Available data —
_ _ _ _ _

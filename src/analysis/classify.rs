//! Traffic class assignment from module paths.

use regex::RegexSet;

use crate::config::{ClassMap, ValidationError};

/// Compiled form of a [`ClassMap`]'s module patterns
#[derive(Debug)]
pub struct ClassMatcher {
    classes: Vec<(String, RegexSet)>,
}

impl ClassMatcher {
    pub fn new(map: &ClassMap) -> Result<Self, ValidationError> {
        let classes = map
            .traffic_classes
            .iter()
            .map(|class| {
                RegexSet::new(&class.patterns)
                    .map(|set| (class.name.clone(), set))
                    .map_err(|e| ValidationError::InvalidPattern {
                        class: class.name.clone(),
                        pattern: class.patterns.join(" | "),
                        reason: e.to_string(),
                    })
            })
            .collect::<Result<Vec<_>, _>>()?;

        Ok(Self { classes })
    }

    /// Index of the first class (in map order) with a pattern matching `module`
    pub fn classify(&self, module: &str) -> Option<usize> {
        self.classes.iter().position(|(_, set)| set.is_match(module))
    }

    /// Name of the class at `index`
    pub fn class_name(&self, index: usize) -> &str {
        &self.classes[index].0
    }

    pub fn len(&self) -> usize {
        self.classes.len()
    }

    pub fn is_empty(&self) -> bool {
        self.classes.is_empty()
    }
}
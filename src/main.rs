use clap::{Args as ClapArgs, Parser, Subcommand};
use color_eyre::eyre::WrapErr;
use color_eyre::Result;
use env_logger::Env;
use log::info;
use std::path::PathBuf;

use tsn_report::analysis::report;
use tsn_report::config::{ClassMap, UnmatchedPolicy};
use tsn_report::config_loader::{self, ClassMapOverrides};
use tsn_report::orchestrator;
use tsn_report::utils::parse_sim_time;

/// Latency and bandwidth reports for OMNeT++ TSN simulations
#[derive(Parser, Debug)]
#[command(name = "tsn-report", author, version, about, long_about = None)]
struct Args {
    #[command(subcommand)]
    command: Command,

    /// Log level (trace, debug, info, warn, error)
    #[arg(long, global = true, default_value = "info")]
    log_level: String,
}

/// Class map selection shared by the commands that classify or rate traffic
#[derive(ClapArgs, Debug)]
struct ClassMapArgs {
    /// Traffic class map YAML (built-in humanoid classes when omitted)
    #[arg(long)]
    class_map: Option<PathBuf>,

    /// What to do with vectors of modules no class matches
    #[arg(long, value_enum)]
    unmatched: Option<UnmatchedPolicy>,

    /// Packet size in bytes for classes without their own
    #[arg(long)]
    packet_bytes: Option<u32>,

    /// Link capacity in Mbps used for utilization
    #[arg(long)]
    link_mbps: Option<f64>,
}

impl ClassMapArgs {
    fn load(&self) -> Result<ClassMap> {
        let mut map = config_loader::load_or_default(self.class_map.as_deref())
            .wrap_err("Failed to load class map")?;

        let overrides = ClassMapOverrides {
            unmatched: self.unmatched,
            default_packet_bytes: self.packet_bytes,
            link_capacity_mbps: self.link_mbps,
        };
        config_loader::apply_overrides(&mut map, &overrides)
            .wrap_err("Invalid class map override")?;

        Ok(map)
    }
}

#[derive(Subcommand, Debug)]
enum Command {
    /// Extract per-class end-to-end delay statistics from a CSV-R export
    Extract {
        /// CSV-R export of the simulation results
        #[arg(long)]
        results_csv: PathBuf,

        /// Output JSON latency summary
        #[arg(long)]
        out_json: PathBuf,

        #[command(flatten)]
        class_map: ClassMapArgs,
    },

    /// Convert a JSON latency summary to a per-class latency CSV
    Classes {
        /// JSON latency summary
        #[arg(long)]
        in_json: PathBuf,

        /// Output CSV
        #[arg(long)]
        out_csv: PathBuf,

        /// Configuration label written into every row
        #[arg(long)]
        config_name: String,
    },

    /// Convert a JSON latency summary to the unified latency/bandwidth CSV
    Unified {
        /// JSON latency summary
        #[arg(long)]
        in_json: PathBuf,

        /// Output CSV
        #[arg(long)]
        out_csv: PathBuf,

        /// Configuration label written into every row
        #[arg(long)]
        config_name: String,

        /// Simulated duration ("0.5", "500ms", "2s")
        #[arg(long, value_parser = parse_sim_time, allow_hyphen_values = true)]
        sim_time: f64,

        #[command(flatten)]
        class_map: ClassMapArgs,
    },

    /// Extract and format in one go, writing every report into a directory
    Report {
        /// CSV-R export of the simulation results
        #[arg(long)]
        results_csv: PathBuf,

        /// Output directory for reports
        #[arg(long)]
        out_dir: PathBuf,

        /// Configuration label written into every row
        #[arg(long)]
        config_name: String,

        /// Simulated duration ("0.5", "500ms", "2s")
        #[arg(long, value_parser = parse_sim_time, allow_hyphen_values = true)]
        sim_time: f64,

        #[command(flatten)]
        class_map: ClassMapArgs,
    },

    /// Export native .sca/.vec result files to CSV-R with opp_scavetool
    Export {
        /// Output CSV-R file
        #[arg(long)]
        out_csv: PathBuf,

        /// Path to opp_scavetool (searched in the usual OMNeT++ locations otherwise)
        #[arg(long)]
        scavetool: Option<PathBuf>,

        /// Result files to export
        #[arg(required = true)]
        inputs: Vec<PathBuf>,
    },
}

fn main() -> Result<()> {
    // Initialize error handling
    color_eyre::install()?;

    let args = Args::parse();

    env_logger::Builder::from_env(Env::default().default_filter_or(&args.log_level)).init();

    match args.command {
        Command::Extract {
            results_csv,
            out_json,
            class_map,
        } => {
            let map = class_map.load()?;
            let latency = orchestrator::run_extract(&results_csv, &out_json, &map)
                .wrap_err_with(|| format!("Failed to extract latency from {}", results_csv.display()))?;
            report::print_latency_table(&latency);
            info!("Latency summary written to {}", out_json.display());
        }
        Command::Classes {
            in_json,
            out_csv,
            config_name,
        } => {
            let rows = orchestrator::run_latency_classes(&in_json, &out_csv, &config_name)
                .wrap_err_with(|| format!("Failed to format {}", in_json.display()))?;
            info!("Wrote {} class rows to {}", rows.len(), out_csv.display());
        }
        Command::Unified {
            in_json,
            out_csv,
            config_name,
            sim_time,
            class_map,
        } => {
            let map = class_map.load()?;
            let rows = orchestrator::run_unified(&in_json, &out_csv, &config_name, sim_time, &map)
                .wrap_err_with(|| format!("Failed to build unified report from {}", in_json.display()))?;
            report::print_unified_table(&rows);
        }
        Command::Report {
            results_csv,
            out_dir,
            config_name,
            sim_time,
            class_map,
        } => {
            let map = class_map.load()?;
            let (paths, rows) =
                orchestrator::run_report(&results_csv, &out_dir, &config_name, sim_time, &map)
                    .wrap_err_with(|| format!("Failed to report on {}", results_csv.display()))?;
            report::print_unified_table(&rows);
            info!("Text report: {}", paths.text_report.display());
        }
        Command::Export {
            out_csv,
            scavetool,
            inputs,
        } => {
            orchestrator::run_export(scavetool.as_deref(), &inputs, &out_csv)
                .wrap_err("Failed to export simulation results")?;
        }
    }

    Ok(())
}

_ _ _ _ _

Work required —
Copy out the whole listing, exactly as written.

Your solution —
filename src/analysis/classify.rs
//! Traffic class assignment from module paths.

use regex::RegexSet;

use crate::config::{ClassMap, ValidationError};

/// Compiled form of a [`ClassMap`]'s module patterns
#[derive(Debug)]
pub struct ClassMatcher {
    classes: Vec<(String, RegexSet)>,
}

impl ClassMatcher {
    pub fn new(map: &ClassMap) -> Result<Self, ValidationError> {
        let classes = map
            .traffic_classes
            .iter()
            .map(|class| {
                RegexSet::new(&class.patterns)
                    .map(|set| (class.name.clone(), set))
                    .map_err(|e| ValidationError::InvalidPattern {
                        class: class.name.clone(),
                        pattern: class.patterns.join(" | "),
                        reason: e.to_string(),
                    })
            })
            .collect::<Result<Vec<_>, _>>()?;

        Ok(Self { classes })
    }

    /// Index of the first class (in map order) with a pattern matching `module`
    pub fn classify(&self, module: &str) -> Option<usize> {
        self.classes.iter().position(|(_, set)| set.is_match(module))
    }

    /// Name of the class at `index`
    pub fn class_name(&self, index: usize) -> &str {
        &self.classes[index].0
    }

    pub fn len(&self) -> usize {
        self.classes.len()
    }

    pub fn is_empty(&self) -> bool {
        self.classes.is_empty()
    }
}
filename src/main.rs
use clap::{Args as ClapArgs, Parser, Subcommand};
use color_eyre::eyre::WrapErr;
use color_eyre::Result;
use env_logger::Env;
use log::info;
use std::path::PathBuf;

use tsn_report::analysis::report;
use tsn_report::config::{ClassMap, UnmatchedPolicy};
use tsn_report::config_loader::{self, ClassMapOverrides};
use tsn_report::orchestrator;
use tsn_report::utils::parse_sim_time;

/// Latency and bandwidth reports for OMNeT++ TSN simulations
#[derive(Parser, Debug)]
#[command(name = "tsn-report", author, version, about, long_about = None)]
struct Args {
    #[command(subcommand)]
    command: Command,

    /// Log level (trace, debug, info, warn, error)
    #[arg(long, global = true, default_value = "info")]
    log_level: String,
}

/// Class map selection shared by the commands that classify or rate traffic
#[derive(ClapArgs, Debug)]
struct ClassMapArgs {
    /// Traffic class map YAML (built-in humanoid classes when omitted)
    #[arg(long)]
    class_map: Option<PathBuf>,

    /// What to do with vectors of modules no class matches
    #[arg(long, value_enum)]
    unmatched: Option<UnmatchedPolicy>,

    /// Packet size in bytes for classes without their own
    #[arg(long)]
    packet_bytes: Option<u32>,

    /// Link capacity in Mbps used for utilization
    #[arg(long)]
    link_mbps: Option<f64>,
}

impl ClassMapArgs {
    fn load(&self) -> Result<ClassMap> {
        let mut map = config_loader::load_or_default(self.class_map.as_deref())
            .wrap_err("Failed to load class map")?;

        let overrides = ClassMapOverrides {
            unmatched: self.unmatched,
            default_packet_bytes: self.packet_bytes,
            link_capacity_mbps: self.link_mbps,
        };
        config_loader::apply_overrides(&mut map, &overrides)
            .wrap_err("Invalid class map override")?;

        Ok(map)
    }
}

#[derive(Subcommand, Debug)]
enum Command {
    /// Extract per-class end-to-end delay statistics from a CSV-R export
    Extract {
        /// CSV-R export of the simulation results
        #[arg(long)]
        results_csv: PathBuf,

        /// Output JSON latency summary
        #[arg(long)]
        out_json: PathBuf,

        #[command(flatten)]
        class_map: ClassMapArgs,
    },

    /// Convert a JSON latency summary to a per-class latency CSV
    Classes {
        /// JSON latency summary
        #[arg(long)]
        in_json: PathBuf,

        /// Output CSV
        #[arg(long)]
        out_csv: PathBuf,

        /// Configuration label written into every row
        #[arg(long)]
        config_name: String,
    },

    /// Convert a JSON latency summary to the unified latency/bandwidth CSV
    Unified {
        /// JSON latency summary
        #[arg(long)]
        in_json: PathBuf,

        /// Output CSV
        #[arg(long)]
        out_csv: PathBuf,

        /// Configuration label written into every row
        #[arg(long)]
        config_name: String,

        /// Simulated duration ("0.5", "500ms", "2s")
        #[arg(long, value_parser = parse_sim_time, allow_hyphen_values = true)]
        sim_time: f64,

        #[command(flatten)]
        class_map: ClassMapArgs,
    },

    /// Extract and format in one go, writing every report into a directory
    Report {
        /// CSV-R export of the simulation results
        #[arg(long)]
        results_csv: PathBuf,

        /// Output directory for reports
        #[arg(long)]
        out_dir: PathBuf,

        /// Configuration label written into every row
        #[arg(long)]
        config_name: String,

        /// Simulated duration ("0.5", "500ms", "2s")
        #[arg(long, value_parser = parse_sim_time, allow_hyphen_values = true)]
        sim_time: f64,

        #[command(flatten)]
        class_map: ClassMapArgs,
    },

    /// Export native .sca/.vec result files to CSV-R with opp_scavetool
    Export {
        /// Output CSV-R file
        #[arg(long)]
        out_csv: PathBuf,

        /// Path to opp_scavetool (searched in the usual OMNeT++ locations otherwise)
        #[arg(long)]
        scavetool: Option<PathBuf>,

        /// Result files to export
        #[arg(required = true)]
        inputs: Vec<PathBuf>,
    },
}

fn main() -> Result<()> {
    // Initialize error handling
    color_eyre::install()?;

    let args = Args::parse();

    env_logger::Builder::from_env(Env::default().default_filter_or(&args.log_level)).init();

    match args.command {
        Command::Extract {
            results_csv,
            out_json,
            class_map,
        } => {
            let map = class_map.load()?;
            let latency = orchestrator::run_extract(&results_csv, &out_json, &map)
                .wrap_err_with(|| format!("Failed to extract latency from {}", results_csv.display()))?;
            report::print_latency_table(&latency);
            info!("Latency summary written to {}", out_json.display());
        }
        Command::Classes {
            in_json,
            out_csv,
            config_name,
        } => {
            let rows = orchestrator::run_latency_classes(&in_json, &out_csv, &config_name)
                .wrap_err_with(|| format!("Failed to format {}", in_json.display()))?;
            info!("Wrote {} class rows to {}", rows.len(), out_csv.display());
        }
        Command::Unified {
            in_json,
            out_csv,
            config_name,
            sim_time,
            class_map,
        } => {
            let map = class_map.load()?;
            let rows = orchestrator::run_unified(&in_json, &out_csv, &config_name, sim_time, &map)
                .wrap_err_with(|| format!("Failed to build unified report from {}", in_json.display()))?;
            report::print_unified_table(&rows);
        }
        Command::Report {
            results_csv,
            out_dir,
            config_name,
            sim_time,
            class_map,
        } => {
            let map = class_map.load()?;
            let (paths, rows) =
                orchestrator::run_report(&results_csv, &out_dir, &config_name, sim_time, &map)
                    .wrap_err_with(|| format!("Failed to report on {}", results_csv.display()))?;
            report::print_unified_table(&rows);
            info!("Text report: {}", paths.text_report.display());
        }
        Command::Export {
            out_csv,
            scavetool,
            inputs,
        } => {
            orchestrator::run_export(scavetool.as_deref(), &inputs, &out_csv)
                .wrap_err("Failed to export simulation results")?;
        }
    }

    Ok(())
}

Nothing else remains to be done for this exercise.